• Assignment: Take each line of the entries below that contains "nested" and copy it.

• Data for this task:
------
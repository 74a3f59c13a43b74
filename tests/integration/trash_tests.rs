use dirdupe::actions::{
    ActionError, ItemKind, TrashManager, UndoError, HOLDING_AREA_NAME,
};
use dirdupe::session::{Session, SessionConfig};
use std::fs;
use std::path::Path;
use tempfile::tempdir;

fn write(path: &Path, content: &[u8]) {
    if let Some(parent) = path.parent() {
        fs::create_dir_all(parent).unwrap();
    }
    fs::write(path, content).unwrap();
}

#[test]
fn test_trash_and_undo_file_roundtrip() {
    let dir = tempdir().unwrap();
    let file = dir.path().join("docs/report.txt");
    write(&file, b"quarterly numbers");

    let mut manager = TrashManager::new(dir.path().join(HOLDING_AREA_NAME));
    let record = manager.trash_item(&file, ItemKind::File).unwrap();

    assert!(!file.exists());
    assert!(record.trashed_location.exists());
    assert!(record.trashed_location.starts_with(manager.holding_area()));
    assert_eq!(manager.len(), 1);

    let restored = manager.undo_last_trash().unwrap().unwrap();
    assert_eq!(restored.original_path, file);
    assert_eq!(fs::read(&file).unwrap(), b"quarterly numbers");
    assert!(manager.is_empty());
}

#[test]
fn test_trash_and_undo_directory_roundtrip() {
    let dir = tempdir().unwrap();
    let album = dir.path().join("album");
    write(&album.join("one.jpg"), b"first");
    write(&album.join("nested/two.jpg"), b"second");

    let mut manager = TrashManager::new(dir.path().join(HOLDING_AREA_NAME));
    manager.trash_item(&album, ItemKind::Directory).unwrap();
    assert!(!album.exists());

    manager.undo_last_trash().unwrap();
    assert_eq!(fs::read(album.join("one.jpg")).unwrap(), b"first");
    assert_eq!(fs::read(album.join("nested/two.jpg")).unwrap(), b"second");
}

#[test]
fn test_undo_is_lifo() {
    let dir = tempdir().unwrap();
    let a = dir.path().join("a.txt");
    let b = dir.path().join("b.txt");
    write(&a, b"a");
    write(&b, b"b");

    let mut manager = TrashManager::new(dir.path().join(HOLDING_AREA_NAME));
    manager.trash_item(&a, ItemKind::File).unwrap();
    manager.trash_item(&b, ItemKind::File).unwrap();

    let first_undo = manager.undo_last_trash().unwrap().unwrap();
    assert_eq!(first_undo.original_path, b);
    assert!(b.exists());
    assert!(!a.exists());

    let second_undo = manager.undo_last_trash().unwrap().unwrap();
    assert_eq!(second_undo.original_path, a);
    assert!(manager.undo_last_trash().unwrap().is_none());
}

#[test]
fn test_same_name_trashed_twice() {
    let dir = tempdir().unwrap();
    let file = dir.path().join("notes.txt");
    let mut manager = TrashManager::new(dir.path().join(HOLDING_AREA_NAME));

    write(&file, b"version one");
    let first = manager.trash_item(&file, ItemKind::File).unwrap();
    write(&file, b"version two");
    let second = manager.trash_item(&file, ItemKind::File).unwrap();

    assert_ne!(first.trashed_location, second.trashed_location);
    assert_eq!(fs::read(&first.trashed_location).unwrap(), b"version one");
    assert_eq!(fs::read(&second.trashed_location).unwrap(), b"version two");

    manager.undo_last_trash().unwrap();
    assert_eq!(fs::read(&file).unwrap(), b"version two");
}

#[test]
fn test_undo_into_occupied_path_keeps_record() {
    let dir = tempdir().unwrap();
    let file = dir.path().join("file.txt");
    write(&file, b"original");

    let mut manager = TrashManager::new(dir.path().join(HOLDING_AREA_NAME));
    let record = manager.trash_item(&file, ItemKind::File).unwrap();
    write(&file, b"replacement");

    let err = manager.undo_last_trash().unwrap_err();
    assert!(matches!(err, UndoError::TargetOccupied { .. }));
    assert_eq!(manager.len(), 1);
    assert_eq!(fs::read(&file).unwrap(), b"replacement");
    assert!(record.trashed_location.exists());

    fs::remove_file(&file).unwrap();
    manager.undo_last_trash().unwrap();
    assert_eq!(fs::read(&file).unwrap(), b"original");
}

#[test]
fn test_undo_with_missing_trashed_item() {
    let dir = tempdir().unwrap();
    let file = dir.path().join("file.txt");
    write(&file, b"original");

    let mut manager = TrashManager::new(dir.path().join(HOLDING_AREA_NAME));
    let record = manager.trash_item(&file, ItemKind::File).unwrap();
    fs::remove_file(&record.trashed_location).unwrap();

    let err = manager.undo_last_trash().unwrap_err();
    assert!(matches!(err, UndoError::TrashedItemMissing { .. }));
    assert_eq!(manager.len(), 1);

    assert_eq!(manager.discard_last_record(), Some(record));
    assert!(manager.is_empty());
}

#[test]
fn test_trash_errors_leave_stack_alone() {
    let dir = tempdir().unwrap();
    let file = dir.path().join("file.txt");
    write(&file, b"data");

    let mut manager = TrashManager::new(dir.path().join(HOLDING_AREA_NAME));

    let err = manager
        .trash_item(&dir.path().join("missing.txt"), ItemKind::File)
        .unwrap_err();
    assert!(matches!(err, ActionError::NotFound(_)));

    let err = manager.trash_item(&file, ItemKind::Directory).unwrap_err();
    assert!(matches!(
        err,
        ActionError::KindMismatch {
            expected: ItemKind::Directory,
            actual: ItemKind::File,
            ..
        }
    ));

    let err = manager.trash_item(dir.path(), ItemKind::Directory).unwrap_err();
    assert!(matches!(err, ActionError::Io { .. }));

    assert!(manager.is_empty());
    assert!(file.exists());
}

#[test]
fn test_batch_trash_reports_failures() {
    let dir = tempdir().unwrap();
    let a = dir.path().join("a");
    write(&a, b"a");

    let mut manager = TrashManager::new(dir.path().join(HOLDING_AREA_NAME));
    let result = manager.trash_batch(vec![
        (a.clone(), ItemKind::File),
        (dir.path().join("nope"), ItemKind::File),
    ]);

    assert_eq!(result.success_count(), 1);
    assert_eq!(result.failure_count(), 1);
    assert!(!result.all_succeeded());
    assert_eq!(manager.len(), 1);
}

#[test]
fn test_session_trash_excludes_holding_area_from_rescan() {
    let dir = tempdir().unwrap();
    write(&dir.path().join("a/copy.txt"), b"duplicate");
    write(&dir.path().join("b/copy.txt"), b"duplicate");

    let mut session = Session::with_config(
        dir.path(),
        SessionConfig {
            use_cache: false,
            jobs: 1,
            ..SessionConfig::default()
        },
    );
    session.scan(true).unwrap();
    assert_eq!(session.index().total_duplicates, 2);

    let victim = dir.path().join("b/copy.txt");
    session.trash_item(&victim, ItemKind::File).unwrap();
    assert_eq!(session.trash_stack().len(), 1);
    assert!(session.trash_manager().holding_area().exists());

    session.rescan().unwrap();
    assert_eq!(session.index().total_files, 1);
    assert_eq!(session.index().total_duplicates, 0);

    session.undo_last_trash().unwrap();
    assert!(session.trash_stack().is_empty());
    assert_eq!(fs::read(&victim).unwrap(), b"duplicate");

    session.rescan().unwrap();
    assert_eq!(session.index().total_duplicates, 2);
}

#[test]
fn test_session_trash_directory_invalidates_caches() {
    let dir = tempdir().unwrap();
    write(&dir.path().join("keep/x"), b"x");
    write(&dir.path().join("drop/x"), b"x");

    let mut session = Session::with_config(
        dir.path(),
        SessionConfig {
            use_cache: false,
            jobs: 1,
            ..SessionConfig::default()
        },
    );
    session.scan(true).unwrap();
    let root = dir.path().to_path_buf();
    session.recursive_stats(&root);
    session.dir_size(&root);
    assert!(session.caches().recursive_stats.contains(&root.join("drop")));

    session
        .trash_item(&root.join("drop"), ItemKind::Directory)
        .unwrap();

    assert!(!session.caches().recursive_stats.contains(&root));
    assert!(!session.caches().recursive_stats.contains(&root.join("drop")));
    assert!(!session.caches().dir_sizes.contains(&root));

    // Recomputed lazily from the unchanged index.
    assert_eq!(session.recursive_stats(&root).file_count, 2);
}

#[cfg(unix)]
#[test]
fn test_trash_from_read_only_directory_is_refused() {
    use std::os::unix::fs::PermissionsExt;

    let dir = tempdir().unwrap();
    let frozen = dir.path().join("frozen");
    let victim = frozen.join("copy.txt");
    write(&dir.path().join("a/copy.txt"), b"duplicate");
    write(&victim, b"duplicate");
    fs::set_permissions(&frozen, fs::Permissions::from_mode(0o555)).unwrap();

    // Permission bits do not bind a privileged user.
    if fs::write(frozen.join("writable"), b"").is_ok() {
        fs::set_permissions(&frozen, fs::Permissions::from_mode(0o755)).unwrap();
        return;
    }

    let mut session = Session::with_config(
        dir.path(),
        SessionConfig {
            use_cache: false,
            jobs: 1,
            ..SessionConfig::default()
        },
    );
    session.scan(true).unwrap();
    assert_eq!(session.index().total_duplicates, 2);

    let result = session.trash_item(&victim, ItemKind::File);
    fs::set_permissions(&frozen, fs::Permissions::from_mode(0o755)).unwrap();

    assert!(matches!(result, Err(ActionError::PermissionDenied(_))));
    assert!(session.trash_stack().is_empty());
    assert_eq!(fs::read(&victim).unwrap(), b"duplicate");
    assert!(!session.trash_manager().holding_area().exists());
}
------
• Reply to the exercise:
    write(&album.join("nested/two.jpg"), b"second");
    assert_eq!(fs::read(album.join("nested/two.jpg")).unwrap(), b"second");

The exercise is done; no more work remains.